I've just finished the first book in Stephen (Steven?) Lawhead's King Raven Trilogy "Hood" and I rather liked it I admit.
I've only read his Pendragon cycle but I like the way he put a more historically accurate slant on it. While Pendragon is loosely based on the Legend of King Arthur and Merlin but moved from the traditional "knight in shining armour/romantic renaissance-esque setting" in to a historic Roman/Briton time frame Lawhead has done somewthing similar with Hood.
It might seem odd putting a Robin Hood story in the middle of a Norman/Welsh setting but it works and it makes sense. Like King Arthur there are historical roots in Robin Hood that go back much earlier than what is usually depicted. Poems and bardic tales go back to about 700/800AD that have a Robin Hood character of varying names in them so it make sense to move him back too. Due to Royal woodland/forestry practices and laws in the typical Robin Hood time frame it would have been hard for our Band of Merry men to hide out in Sherwood for any length of time as wood and forests were already being thinned out by then and used primarily as noble hunting grounds.
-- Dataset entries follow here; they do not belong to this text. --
//! Open files, the active file, and their in-memory buffers.

mod session;
mod template;

pub use session::{EditorError, EditorSession, EditorSnapshot, OpenFile, OpenFileSnapshot};
pub use template::{default_content, TemplateKind};
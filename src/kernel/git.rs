//! Source-control panel state backed by a simulated repository.
//!
//! Commit, pull and push complete after a configured latency. Only one of
//! them is in flight at a time: starting another cancels the pending one.

use rustc_hash::FxHasher;
use serde::Serialize;
use std::fmt;
use std::hash::{Hash, Hasher};
use std::time::{Duration, Instant};

use super::deferred::{DeferredQueue, TaskHandle};
use super::services::settings::GitSettings;

#[derive(Debug, Clone, Copy, PartialEq, Eq, Serialize)]
#[serde(rename_all = "lowercase")]
pub enum GitFileStatus {
    Modified,
    Added,
    Deleted,
    Renamed,
}

#[derive(Debug, Clone, PartialEq, Eq, Serialize)]
pub struct GitFile {
    pub path: String,
    pub status: GitFileStatus,
}

impl GitFile {
    fn new(path: &str, status: GitFileStatus) -> Self {
        Self {
            path: path.to_string(),
            status,
        }
    }
}

#[derive(Debug, Clone, PartialEq, Eq, Serialize)]
pub struct GitCommit {
    pub hash: String,
    pub message: String,
    pub author: String,
    pub date: String,
}

impl GitCommit {
    fn new(hash: &str, message: &str, date: &str) -> Self {
        Self {
            hash: hash.to_string(),
            message: message.to_string(),
            author: AUTHOR.to_string(),
            date: date.to_string(),
        }
    }
}

#[derive(Debug, Clone, PartialEq, Eq)]
pub enum GitOp {
    /// `files` are the staged paths the commit took when it started.
    Commit { message: String, files: Vec<String> },
    Pull,
    Push,
}

impl GitOp {
    pub fn label(&self) -> &'static str {
        match self {
            GitOp::Commit { .. } => "commit",
            GitOp::Pull => "pull",
            GitOp::Push => "push",
        }
    }
}

#[derive(Debug, Clone, PartialEq, Eq)]
pub enum GitError {
    NotFound(String),
    AlreadyExists(String),
    InvalidName(String),
    EmptyCommitMessage,
    NothingStaged,
}

impl fmt::Display for GitError {
    fn fmt(&self, f: &mut fmt::Formatter<'_>) -> fmt::Result {
        match self {
            GitError::NotFound(what) => write!(f, "not found: {}", what),
            GitError::AlreadyExists(name) => write!(f, "branch already exists: {}", name),
            GitError::InvalidName(name) => write!(f, "invalid branch name: {:?}", name),
            GitError::EmptyCommitMessage => write!(f, "commit message is empty"),
            GitError::NothingStaged => write!(f, "no staged changes to commit"),
        }
    }
}

impl std::error::Error for GitError {}

const AUTHOR: &str = "Developer";

/// Outcome of starting a deferred operation.
#[derive(Debug, Clone, PartialEq, Eq)]
pub struct GitStarted {
    pub op: &'static str,
    pub at: Instant,
    /// The operation that was in flight and got cancelled by this one.
    pub superseded: Option<GitOp>,
}

#[derive(Debug)]
pub struct GitState {
    current_branch: String,
    branches: Vec<String>,
    staged: Vec<GitFile>,
    unstaged: Vec<GitFile>,
    commits: Vec<GitCommit>,
    commit_message: String,
    latency: GitSettings,
    queue: DeferredQueue<GitOp>,
    pending: Option<TaskHandle>,
    commit_serial: u64,
}

impl GitState {
    pub fn new(latency: GitSettings) -> Self {
        Self {
            current_branch: "main".to_string(),
            branches: ["main", "develop", "feature/new-ui"]
                .into_iter()
                .map(str::to_string)
                .collect(),
            staged: Vec::new(),
            unstaged: vec![
                GitFile::new("src/components/IDE.tsx", GitFileStatus::Modified),
                GitFile::new("src/styles/global.css", GitFileStatus::Modified),
                GitFile::new("src/utils/helpers.ts", GitFileStatus::Added),
            ],
            commits: vec![
                GitCommit::new("a1b2c3d4", "Add AI assistant integration", "2 hours ago"),
                GitCommit::new("e5f6a7b8", "Implement live collaboration features", "1 day ago"),
                GitCommit::new("c9d0e1f2", "Enhanced debugging capabilities", "2 days ago"),
            ],
            commit_message: String::new(),
            latency,
            queue: DeferredQueue::new(),
            pending: None,
            commit_serial: 0,
        }
    }

    pub fn is_loading(&self) -> bool {
        self.pending.is_some()
    }

    pub fn current_branch(&self) -> &str {
        &self.current_branch
    }

    pub fn branches(&self) -> &[String] {
        &self.branches
    }

    pub fn staged(&self) -> &[GitFile] {
        &self.staged
    }

    pub fn unstaged(&self) -> &[GitFile] {
        &self.unstaged
    }

    /// Newest first.
    pub fn commits(&self) -> &[GitCommit] {
        &self.commits
    }

    pub fn commit_message(&self) -> &str {
        &self.commit_message
    }

    pub fn set_commit_message(&mut self, message: &str) -> bool {
        if self.commit_message == message {
            return false;
        }
        self.commit_message = message.to_string();
        true
    }

    pub fn stage_file(&mut self, path: &str) -> Result<(), GitError> {
        move_entry(&mut self.unstaged, &mut self.staged, path)
    }

    pub fn unstage_file(&mut self, path: &str) -> Result<(), GitError> {
        move_entry(&mut self.staged, &mut self.unstaged, path)
    }

    pub fn create_branch(&mut self, name: &str) -> Result<(), GitError> {
        let name = name.trim();
        if name.is_empty() || name.contains(char::is_whitespace) {
            return Err(GitError::InvalidName(name.to_string()));
        }
        if self.branches.iter().any(|b| b == name) {
            return Err(GitError::AlreadyExists(name.to_string()));
        }
        self.branches.push(name.to_string());
        tracing::debug!(branch = name, "git branch created");
        Ok(())
    }

    pub fn switch_branch(&mut self, name: &str) -> Result<bool, GitError> {
        if !self.branches.iter().any(|b| b == name) {
            return Err(GitError::NotFound(format!("branch {}", name)));
        }
        if self.current_branch == name {
            return Ok(false);
        }
        self.current_branch = name.to_string();
        Ok(true)
    }

    /// Starts a commit of the staged changes with the current message.
    pub fn commit(&mut self, now: Instant) -> Result<GitStarted, GitError> {
        let message = self.commit_message.trim();
        if message.is_empty() {
            return Err(GitError::EmptyCommitMessage);
        }
        if self.staged.is_empty() {
            return Err(GitError::NothingStaged);
        }
        let op = GitOp::Commit {
            message: message.to_string(),
            files: self.staged.iter().map(|f| f.path.clone()).collect(),
        };
        Ok(self.begin(now, self.latency.commit_latency(), op))
    }

    pub fn pull(&mut self, now: Instant) -> GitStarted {
        self.begin(now, self.latency.pull_latency(), GitOp::Pull)
    }

    pub fn push(&mut self, now: Instant) -> GitStarted {
        self.begin(now, self.latency.push_latency(), GitOp::Push)
    }

    fn begin(&mut self, now: Instant, delay: Duration, op: GitOp) -> GitStarted {
        let label = op.label();
        let superseded = self.take_pending();
        if let Some(old) = &superseded {
            tracing::info!(op = label, superseded = old.label(), "pending git operation cancelled");
        }
        let delay_ms = u64::try_from(delay.as_millis()).unwrap_or(u64::MAX);
        tracing::debug!(op = label, delay_ms, "git operation started");
        self.pending = Some(self.queue.schedule(now, delay, op));
        GitStarted {
            op: label,
            at: now.checked_add(delay).unwrap_or(now),
            superseded,
        }
    }

    /// Drops the in-flight operation, if any, so its completion never applies.
    pub fn cancel_pending(&mut self) -> bool {
        self.take_pending().is_some()
    }

    fn take_pending(&mut self) -> Option<GitOp> {
        let handle = self.pending.take()?;
        self.queue.cancel(handle)
    }

    pub fn next_deadline(&self) -> Option<Instant> {
        self.queue.next_deadline()
    }

    /// Applies every operation whose latency has elapsed and returns them.
    pub fn poll(&mut self, now: Instant) -> Vec<GitOp> {
        let due = self.queue.take_due(now);
        let mut completed = Vec::with_capacity(due.len());
        for (handle, op) in due {
            if self.pending == Some(handle) {
                self.pending = None;
            }
            self.complete(&op);
            completed.push(op);
        }
        completed
    }

    fn complete(&mut self, op: &GitOp) {
        match op {
            GitOp::Commit { message, files } => {
                let hash = self.next_commit_hash(message);
                // Anything staged or typed while the commit was pending stays.
                self.staged.retain(|f| !files.contains(&f.path));
                if self.commit_message.trim() == message.as_str() {
                    self.commit_message.clear();
                }
                self.commits.insert(0, GitCommit::new(&hash, message, "just now"));
                tracing::info!(hash = %hash, files = files.len(), "git commit completed");
            }
            GitOp::Pull | GitOp::Push => {
                tracing::info!(op = op.label(), branch = %self.current_branch, "git operation completed");
            }
        }
    }

    fn next_commit_hash(&mut self, message: &str) -> String {
        self.commit_serial = self.commit_serial.wrapping_add(1);
        let mut hasher = FxHasher::default();
        self.commit_serial.hash(&mut hasher);
        message.hash(&mut hasher);
        self.current_branch.hash(&mut hasher);
        format!("{:08x}", hasher.finish() as u32)
    }

    pub fn snapshot(&self) -> GitSnapshot {
        GitSnapshot {
            current_branch: self.current_branch.clone(),
            branches: self.branches.clone(),
            staged: self.staged.clone(),
            unstaged: self.unstaged.clone(),
            commits: self.commits.clone(),
            commit_message: self.commit_message.clone(),
            is_loading: self.is_loading(),
        }
    }
}

fn move_entry(from: &mut Vec<GitFile>, to: &mut Vec<GitFile>, path: &str) -> Result<(), GitError> {
    let index = from
        .iter()
        .position(|f| f.path == path)
        .ok_or_else(|| GitError::NotFound(path.to_string()))?;
    to.push(from.remove(index));
    Ok(())
}

#[derive(Debug, Clone, PartialEq, Eq, Serialize)]
#[serde(rename_all = "camelCase")]
pub struct GitSnapshot {
    pub current_branch: String,
    pub branches: Vec<String>,
    pub staged: Vec<GitFile>,
    pub unstaged: Vec<GitFile>,
    pub commits: Vec<GitCommit>,
    pub commit_message: String,
    pub is_loading: bool,
}

#[cfg(test)]
#[path = "../../tests/unit/kernel/git.rs"]
mod tests;
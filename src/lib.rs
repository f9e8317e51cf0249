//! webide - 浏览器 IDE 的无界面工作区核心
//!
//! 模块结构：
//! - models: 数据模型（FileTree）
//! - kernel: 状态/动作/副作用（EditorSession, GitState, Store）
//! - script: 命令脚本回放
//! - logging: tracing 初始化

pub mod kernel;
pub mod logging;
pub mod models;
pub mod script;
//! Replays a JSON command script against a [`Store`].
//!
//! A script is an array of steps tagged by `op`:
//!
//! ```json
//! [
//!   { "op": "create_folder", "parent": "", "name": "src" },
//!   { "op": "open_file", "path": "src/index.ts" },
//!   { "op": "git_push" },
//!   { "op": "wait", "ms": 100 }
//! ]
//! ```

use serde::Deserialize;
use std::time::{Duration, Instant};

use crate::kernel::{Action, Effect, Store};

#[derive(Debug, Clone, PartialEq, Eq, Deserialize)]
#[serde(tag = "op", rename_all = "snake_case")]
pub enum ScriptStep {
    CreateFile {
        #[serde(default)]
        parent: String,
        name: String,
    },
    CreateFolder {
        #[serde(default)]
        parent: String,
        name: String,
    },
    Delete {
        path: String,
    },
    ToggleFolder {
        path: String,
    },
    OpenFile {
        path: String,
    },
    CloseFile {
        path: String,
    },
    SetActiveFile {
        path: String,
    },
    UpdateFileContent {
        path: String,
        content: String,
    },
    GitCommitMessage {
        message: String,
    },
    GitStage {
        path: String,
    },
    GitUnstage {
        path: String,
    },
    GitCreateBranch {
        name: String,
    },
    GitSwitchBranch {
        name: String,
    },
    GitCommit,
    GitPull,
    GitPush,
    GitCancel,
    Wait {
        ms: u64,
    },
}

impl ScriptStep {
    /// `Wait` has no action of its own; the runner sleeps and ticks instead.
    pub fn into_action(self, now: Instant) -> Option<Action> {
        let action = match self {
            ScriptStep::CreateFile { parent, name } => Action::CreateFile { parent, name },
            ScriptStep::CreateFolder { parent, name } => Action::CreateFolder { parent, name },
            ScriptStep::Delete { path } => Action::DeletePath { path },
            ScriptStep::ToggleFolder { path } => Action::ToggleFolder { path },
            ScriptStep::OpenFile { path } => Action::OpenFile { path },
            ScriptStep::CloseFile { path } => Action::CloseFile { path },
            ScriptStep::SetActiveFile { path } => Action::SetActiveFile { path },
            ScriptStep::UpdateFileContent { path, content } => {
                Action::UpdateFileContent { path, content }
            }
            ScriptStep::GitCommitMessage { message } => Action::GitSetCommitMessage { message },
            ScriptStep::GitStage { path } => Action::GitStage { path },
            ScriptStep::GitUnstage { path } => Action::GitUnstage { path },
            ScriptStep::GitCreateBranch { name } => Action::GitCreateBranch { name },
            ScriptStep::GitSwitchBranch { name } => Action::GitSwitchBranch { name },
            ScriptStep::GitCommit => Action::GitCommit { now },
            ScriptStep::GitPull => Action::GitPull { now },
            ScriptStep::GitPush => Action::GitPush { now },
            ScriptStep::GitCancel => Action::GitCancel,
            ScriptStep::Wait { .. } => return None,
        };
        Some(action)
    }
}

pub fn parse_script(source: &str) -> serde_json::Result<Vec<ScriptStep>> {
    serde_json::from_str(source)
}

/// Runs every step in order, then waits out any deferred work still pending.
/// Returns all effects produced along the way.
pub async fn replay(store: &mut Store, steps: Vec<ScriptStep>) -> Vec<Effect> {
    let mut effects = Vec::new();

    for step in steps {
        match step {
            ScriptStep::Wait { ms } => {
                tokio::time::sleep(Duration::from_millis(ms)).await;
                let result = store.dispatch(Action::Tick {
                    now: Instant::now(),
                });
                effects.extend(result.effects);
            }
            step => {
                tracing::debug!(?step, "replaying step");
                if let Some(action) = step.into_action(Instant::now()) {
                    effects.extend(store.dispatch(action).effects);
                }
            }
        }
    }

    while let Some(deadline) = store.next_deadline() {
        tokio::time::sleep_until(tokio::time::Instant::from_std(deadline)).await;
        let result = store.dispatch(Action::Tick {
            now: Instant::now(),
        });
        effects.extend(result.effects);
    }

    effects
}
It also needs to be remembered that the Long Bow (Robin's weapon of choice) which most people take to be an "English" weapon was first used against the "English" by the "Welsh".
So here in Hood, we have a deposed Welsh/Briton prince starting what is a basical war of resistance againt the Norman invaders in an area that is now the Welsh / English border, an area of forest largely untouched due to it being a some what No-Mans-Land between the two. The Normans of course conquered most of England in a couple of years but took nearly 200 years to conqure what is now Wales... if they ever truly suceeded.
It might not be accurate but it works and I'm looking forward to reading the next.